PROBLEM TO SOLVE :: In the entries below, find the line with "Err(e) if inner.epoch" and print exactly every line from there up to and including the line with "let size = blob.len() as u64;", with no other lines.

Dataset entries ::
>>>
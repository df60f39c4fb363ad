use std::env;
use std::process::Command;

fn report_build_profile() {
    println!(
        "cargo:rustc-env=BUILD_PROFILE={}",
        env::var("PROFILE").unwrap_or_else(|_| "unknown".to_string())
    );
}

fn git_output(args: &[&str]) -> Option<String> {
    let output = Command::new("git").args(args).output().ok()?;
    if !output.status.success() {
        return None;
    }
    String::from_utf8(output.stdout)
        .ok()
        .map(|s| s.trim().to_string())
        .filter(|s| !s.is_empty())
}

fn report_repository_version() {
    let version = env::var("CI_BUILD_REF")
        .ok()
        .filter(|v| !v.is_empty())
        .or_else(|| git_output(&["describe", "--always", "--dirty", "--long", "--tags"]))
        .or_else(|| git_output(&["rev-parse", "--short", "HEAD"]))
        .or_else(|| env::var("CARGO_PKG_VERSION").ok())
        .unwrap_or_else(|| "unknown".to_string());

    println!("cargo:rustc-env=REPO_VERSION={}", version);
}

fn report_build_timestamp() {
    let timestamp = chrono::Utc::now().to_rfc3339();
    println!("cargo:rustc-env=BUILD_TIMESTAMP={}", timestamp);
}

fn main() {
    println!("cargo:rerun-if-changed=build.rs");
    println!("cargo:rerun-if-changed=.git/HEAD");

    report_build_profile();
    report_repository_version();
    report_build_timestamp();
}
<<<
>>>
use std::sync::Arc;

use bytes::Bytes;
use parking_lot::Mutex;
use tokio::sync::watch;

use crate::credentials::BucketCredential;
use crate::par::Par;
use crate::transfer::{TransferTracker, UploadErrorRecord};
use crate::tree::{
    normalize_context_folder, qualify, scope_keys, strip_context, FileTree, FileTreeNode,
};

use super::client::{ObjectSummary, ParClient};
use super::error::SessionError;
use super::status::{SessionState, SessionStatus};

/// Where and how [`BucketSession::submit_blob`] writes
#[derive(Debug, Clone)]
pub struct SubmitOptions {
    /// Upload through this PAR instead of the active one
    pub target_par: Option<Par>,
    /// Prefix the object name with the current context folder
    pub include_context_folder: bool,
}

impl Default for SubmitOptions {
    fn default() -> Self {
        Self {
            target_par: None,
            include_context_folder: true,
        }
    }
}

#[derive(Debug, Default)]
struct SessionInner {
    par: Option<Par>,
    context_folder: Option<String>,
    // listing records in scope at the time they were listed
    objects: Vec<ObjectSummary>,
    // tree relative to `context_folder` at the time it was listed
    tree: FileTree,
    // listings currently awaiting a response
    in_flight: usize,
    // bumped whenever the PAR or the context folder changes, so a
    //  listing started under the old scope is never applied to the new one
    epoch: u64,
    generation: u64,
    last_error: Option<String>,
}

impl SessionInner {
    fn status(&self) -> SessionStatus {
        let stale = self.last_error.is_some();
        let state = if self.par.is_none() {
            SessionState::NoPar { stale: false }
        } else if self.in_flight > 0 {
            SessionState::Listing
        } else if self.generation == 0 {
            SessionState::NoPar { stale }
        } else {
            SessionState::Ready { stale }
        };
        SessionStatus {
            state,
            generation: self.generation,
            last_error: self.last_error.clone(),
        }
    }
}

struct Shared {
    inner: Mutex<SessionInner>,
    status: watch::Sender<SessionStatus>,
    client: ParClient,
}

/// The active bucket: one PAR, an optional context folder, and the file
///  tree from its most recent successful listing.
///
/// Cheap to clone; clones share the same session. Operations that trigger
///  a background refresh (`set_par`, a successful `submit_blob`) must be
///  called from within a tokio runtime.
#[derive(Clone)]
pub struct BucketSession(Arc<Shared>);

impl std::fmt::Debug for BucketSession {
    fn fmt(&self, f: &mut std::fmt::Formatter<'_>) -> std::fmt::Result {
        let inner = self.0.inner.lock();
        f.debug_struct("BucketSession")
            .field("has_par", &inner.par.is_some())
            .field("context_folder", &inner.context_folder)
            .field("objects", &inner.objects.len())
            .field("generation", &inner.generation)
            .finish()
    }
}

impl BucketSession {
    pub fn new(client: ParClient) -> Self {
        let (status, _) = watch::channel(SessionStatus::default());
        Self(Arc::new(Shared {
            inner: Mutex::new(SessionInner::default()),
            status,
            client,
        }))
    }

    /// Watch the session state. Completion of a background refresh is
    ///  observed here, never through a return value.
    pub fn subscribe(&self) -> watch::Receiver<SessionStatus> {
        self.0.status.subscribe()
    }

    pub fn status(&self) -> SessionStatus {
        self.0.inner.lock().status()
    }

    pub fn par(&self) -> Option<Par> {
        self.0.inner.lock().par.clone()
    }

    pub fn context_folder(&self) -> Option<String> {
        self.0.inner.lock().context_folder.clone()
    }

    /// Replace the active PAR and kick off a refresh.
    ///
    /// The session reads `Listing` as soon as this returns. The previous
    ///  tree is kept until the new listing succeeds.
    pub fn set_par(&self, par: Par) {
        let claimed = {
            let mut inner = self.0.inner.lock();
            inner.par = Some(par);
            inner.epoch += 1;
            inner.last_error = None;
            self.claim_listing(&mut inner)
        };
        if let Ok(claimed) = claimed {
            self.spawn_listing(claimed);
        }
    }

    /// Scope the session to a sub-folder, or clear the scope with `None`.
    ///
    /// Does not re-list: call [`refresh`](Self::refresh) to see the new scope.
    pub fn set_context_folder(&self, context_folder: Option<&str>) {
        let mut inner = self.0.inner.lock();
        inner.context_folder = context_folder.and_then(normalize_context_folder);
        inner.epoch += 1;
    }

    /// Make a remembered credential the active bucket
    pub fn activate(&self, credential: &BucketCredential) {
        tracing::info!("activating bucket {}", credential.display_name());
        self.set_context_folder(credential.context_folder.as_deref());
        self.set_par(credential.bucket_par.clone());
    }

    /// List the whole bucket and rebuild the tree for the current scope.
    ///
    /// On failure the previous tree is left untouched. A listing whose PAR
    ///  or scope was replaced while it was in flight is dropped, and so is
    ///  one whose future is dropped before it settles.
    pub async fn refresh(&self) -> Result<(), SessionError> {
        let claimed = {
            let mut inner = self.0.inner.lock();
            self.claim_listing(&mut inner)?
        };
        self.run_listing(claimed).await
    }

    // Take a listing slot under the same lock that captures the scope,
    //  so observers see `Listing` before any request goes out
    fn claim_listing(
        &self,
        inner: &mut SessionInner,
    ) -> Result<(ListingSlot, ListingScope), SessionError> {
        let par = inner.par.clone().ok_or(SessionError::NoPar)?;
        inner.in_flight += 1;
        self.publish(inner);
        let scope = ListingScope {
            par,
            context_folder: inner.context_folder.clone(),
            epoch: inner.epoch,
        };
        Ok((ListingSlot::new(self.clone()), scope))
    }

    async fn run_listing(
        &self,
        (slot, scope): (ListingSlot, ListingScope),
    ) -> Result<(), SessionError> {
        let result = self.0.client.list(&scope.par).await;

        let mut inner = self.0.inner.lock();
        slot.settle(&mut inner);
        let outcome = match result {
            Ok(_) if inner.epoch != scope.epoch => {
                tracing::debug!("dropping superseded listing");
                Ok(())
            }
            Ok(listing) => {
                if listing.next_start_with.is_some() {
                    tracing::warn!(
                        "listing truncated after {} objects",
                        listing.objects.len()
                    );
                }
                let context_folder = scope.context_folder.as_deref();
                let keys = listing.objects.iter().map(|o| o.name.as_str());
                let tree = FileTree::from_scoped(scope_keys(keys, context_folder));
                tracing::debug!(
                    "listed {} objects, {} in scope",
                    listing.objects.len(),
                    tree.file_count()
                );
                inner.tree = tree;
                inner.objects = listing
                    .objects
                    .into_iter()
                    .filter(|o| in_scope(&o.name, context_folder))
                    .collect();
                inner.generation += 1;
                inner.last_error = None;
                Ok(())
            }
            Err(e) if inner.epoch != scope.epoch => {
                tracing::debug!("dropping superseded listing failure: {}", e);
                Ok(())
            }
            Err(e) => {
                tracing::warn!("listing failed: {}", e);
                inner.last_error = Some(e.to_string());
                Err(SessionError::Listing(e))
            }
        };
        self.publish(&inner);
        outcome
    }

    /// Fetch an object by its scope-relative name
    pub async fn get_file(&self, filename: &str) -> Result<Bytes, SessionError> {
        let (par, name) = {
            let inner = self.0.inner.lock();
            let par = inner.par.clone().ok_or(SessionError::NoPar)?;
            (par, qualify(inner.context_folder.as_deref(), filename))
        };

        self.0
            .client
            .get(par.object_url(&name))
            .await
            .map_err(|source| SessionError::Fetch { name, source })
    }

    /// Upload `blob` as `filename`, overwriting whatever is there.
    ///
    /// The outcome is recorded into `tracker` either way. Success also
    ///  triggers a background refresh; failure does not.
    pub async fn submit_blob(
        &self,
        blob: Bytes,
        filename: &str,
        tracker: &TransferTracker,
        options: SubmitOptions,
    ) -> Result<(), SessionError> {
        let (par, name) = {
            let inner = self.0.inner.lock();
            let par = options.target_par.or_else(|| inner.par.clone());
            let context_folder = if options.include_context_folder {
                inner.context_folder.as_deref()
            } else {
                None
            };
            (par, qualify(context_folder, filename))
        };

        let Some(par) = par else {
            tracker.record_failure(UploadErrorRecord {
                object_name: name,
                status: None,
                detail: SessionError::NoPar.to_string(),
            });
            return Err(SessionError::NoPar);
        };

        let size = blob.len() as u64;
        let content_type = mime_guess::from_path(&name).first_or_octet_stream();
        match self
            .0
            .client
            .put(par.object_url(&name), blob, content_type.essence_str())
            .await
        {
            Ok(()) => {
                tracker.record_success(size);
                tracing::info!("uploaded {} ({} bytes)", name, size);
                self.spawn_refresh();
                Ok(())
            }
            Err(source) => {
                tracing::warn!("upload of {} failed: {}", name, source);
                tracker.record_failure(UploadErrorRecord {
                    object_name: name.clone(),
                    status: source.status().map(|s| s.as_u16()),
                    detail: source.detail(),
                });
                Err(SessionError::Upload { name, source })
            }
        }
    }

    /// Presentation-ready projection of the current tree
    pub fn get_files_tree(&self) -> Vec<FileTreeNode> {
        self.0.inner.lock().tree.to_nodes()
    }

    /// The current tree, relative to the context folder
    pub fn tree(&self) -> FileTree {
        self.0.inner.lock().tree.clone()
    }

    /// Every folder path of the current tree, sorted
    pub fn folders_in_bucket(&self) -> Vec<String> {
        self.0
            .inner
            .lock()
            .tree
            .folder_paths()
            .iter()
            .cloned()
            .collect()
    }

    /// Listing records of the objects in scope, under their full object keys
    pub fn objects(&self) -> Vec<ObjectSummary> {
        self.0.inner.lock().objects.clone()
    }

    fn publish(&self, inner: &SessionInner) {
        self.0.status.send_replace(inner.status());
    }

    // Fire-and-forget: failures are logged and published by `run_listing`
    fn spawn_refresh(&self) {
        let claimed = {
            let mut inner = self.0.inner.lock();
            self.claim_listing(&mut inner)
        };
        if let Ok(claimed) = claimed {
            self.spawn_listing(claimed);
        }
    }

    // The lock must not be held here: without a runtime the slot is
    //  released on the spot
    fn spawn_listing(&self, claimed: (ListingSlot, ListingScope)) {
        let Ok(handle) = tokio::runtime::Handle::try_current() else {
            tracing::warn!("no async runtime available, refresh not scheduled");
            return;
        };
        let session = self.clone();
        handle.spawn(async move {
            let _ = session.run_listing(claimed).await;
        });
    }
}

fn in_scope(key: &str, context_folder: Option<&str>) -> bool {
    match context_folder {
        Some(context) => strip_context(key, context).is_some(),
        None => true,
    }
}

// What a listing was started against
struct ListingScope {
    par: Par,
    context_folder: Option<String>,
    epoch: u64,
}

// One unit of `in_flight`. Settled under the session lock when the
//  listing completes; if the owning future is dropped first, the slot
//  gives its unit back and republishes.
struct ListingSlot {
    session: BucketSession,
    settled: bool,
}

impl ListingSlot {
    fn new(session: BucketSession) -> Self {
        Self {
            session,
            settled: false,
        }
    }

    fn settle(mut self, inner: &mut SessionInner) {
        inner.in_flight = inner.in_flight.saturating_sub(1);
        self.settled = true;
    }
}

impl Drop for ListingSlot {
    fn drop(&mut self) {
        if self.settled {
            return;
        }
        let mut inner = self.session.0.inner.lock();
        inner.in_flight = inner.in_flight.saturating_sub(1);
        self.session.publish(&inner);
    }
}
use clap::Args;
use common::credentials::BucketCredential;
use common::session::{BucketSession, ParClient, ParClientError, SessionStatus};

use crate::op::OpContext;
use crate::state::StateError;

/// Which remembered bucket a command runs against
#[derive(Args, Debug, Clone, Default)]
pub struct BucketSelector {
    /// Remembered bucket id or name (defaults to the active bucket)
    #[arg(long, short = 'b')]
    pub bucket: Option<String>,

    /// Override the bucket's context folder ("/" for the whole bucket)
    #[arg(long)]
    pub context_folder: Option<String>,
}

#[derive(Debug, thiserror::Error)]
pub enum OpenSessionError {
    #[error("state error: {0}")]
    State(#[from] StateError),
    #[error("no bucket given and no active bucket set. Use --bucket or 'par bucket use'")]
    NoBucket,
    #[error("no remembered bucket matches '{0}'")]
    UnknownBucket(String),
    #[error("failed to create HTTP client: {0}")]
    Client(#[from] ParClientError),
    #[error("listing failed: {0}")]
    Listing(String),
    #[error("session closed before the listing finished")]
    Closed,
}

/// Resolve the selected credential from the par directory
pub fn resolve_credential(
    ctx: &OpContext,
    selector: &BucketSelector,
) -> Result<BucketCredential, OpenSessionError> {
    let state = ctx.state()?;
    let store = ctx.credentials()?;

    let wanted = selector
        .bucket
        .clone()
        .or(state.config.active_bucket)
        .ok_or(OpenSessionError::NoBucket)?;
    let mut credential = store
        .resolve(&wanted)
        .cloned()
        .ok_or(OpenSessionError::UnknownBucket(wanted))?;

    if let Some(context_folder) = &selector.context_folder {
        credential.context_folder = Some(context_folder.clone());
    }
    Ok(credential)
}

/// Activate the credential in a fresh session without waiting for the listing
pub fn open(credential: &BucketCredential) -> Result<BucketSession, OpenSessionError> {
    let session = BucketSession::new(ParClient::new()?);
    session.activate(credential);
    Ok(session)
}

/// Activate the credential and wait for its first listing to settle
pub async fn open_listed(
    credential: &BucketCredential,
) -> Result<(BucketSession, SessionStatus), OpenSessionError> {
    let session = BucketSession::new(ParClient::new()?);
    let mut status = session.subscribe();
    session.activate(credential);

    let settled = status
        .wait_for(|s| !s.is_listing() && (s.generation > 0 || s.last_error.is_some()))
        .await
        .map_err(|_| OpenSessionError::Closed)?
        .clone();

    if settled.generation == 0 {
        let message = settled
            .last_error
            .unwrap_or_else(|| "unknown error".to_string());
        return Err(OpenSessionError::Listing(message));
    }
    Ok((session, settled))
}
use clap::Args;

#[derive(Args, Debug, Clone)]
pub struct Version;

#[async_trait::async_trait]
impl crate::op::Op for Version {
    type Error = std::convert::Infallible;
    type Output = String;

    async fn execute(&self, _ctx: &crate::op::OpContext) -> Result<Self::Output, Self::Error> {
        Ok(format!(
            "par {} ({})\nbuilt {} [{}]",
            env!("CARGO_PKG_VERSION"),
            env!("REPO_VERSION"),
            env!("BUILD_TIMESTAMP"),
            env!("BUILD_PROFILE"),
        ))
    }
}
<<<
REPLY ::
            Err(e) if inner.epoch != scope.epoch => {
                tracing::debug!("dropping superseded listing failure: {}", e);
                Ok(())
            }
            Err(e) => {
                tracing::warn!("listing failed: {}", e);
                inner.last_error = Some(e.to_string());
                Err(SessionError::Listing(e))
            }
        };
        self.publish(&inner);
        outcome
    }

    /// Fetch an object by its scope-relative name
    pub async fn get_file(&self, filename: &str) -> Result<Bytes, SessionError> {
        let (par, name) = {
            let inner = self.0.inner.lock();
            let par = inner.par.clone().ok_or(SessionError::NoPar)?;
            (par, qualify(inner.context_folder.as_deref(), filename))
        };

        self.0
            .client
            .get(par.object_url(&name))
            .await
            .map_err(|source| SessionError::Fetch { name, source })
    }

    /// Upload `blob` as `filename`, overwriting whatever is there.
    ///
    /// The outcome is recorded into `tracker` either way. Success also
    ///  triggers a background refresh; failure does not.
    pub async fn submit_blob(
        &self,
        blob: Bytes,
        filename: &str,
        tracker: &TransferTracker,
        options: SubmitOptions,
    ) -> Result<(), SessionError> {
        let (par, name) = {
            let inner = self.0.inner.lock();
            let par = options.target_par.or_else(|| inner.par.clone());
            let context_folder = if options.include_context_folder {
                inner.context_folder.as_deref()
            } else {
                None
            };
            (par, qualify(context_folder, filename))
        };

        let Some(par) = par else {
            tracker.record_failure(UploadErrorRecord {
                object_name: name,
                status: None,
                detail: SessionError::NoPar.to_string(),
            });
            return Err(SessionError::NoPar);
        };

        let size = blob.len() as u64;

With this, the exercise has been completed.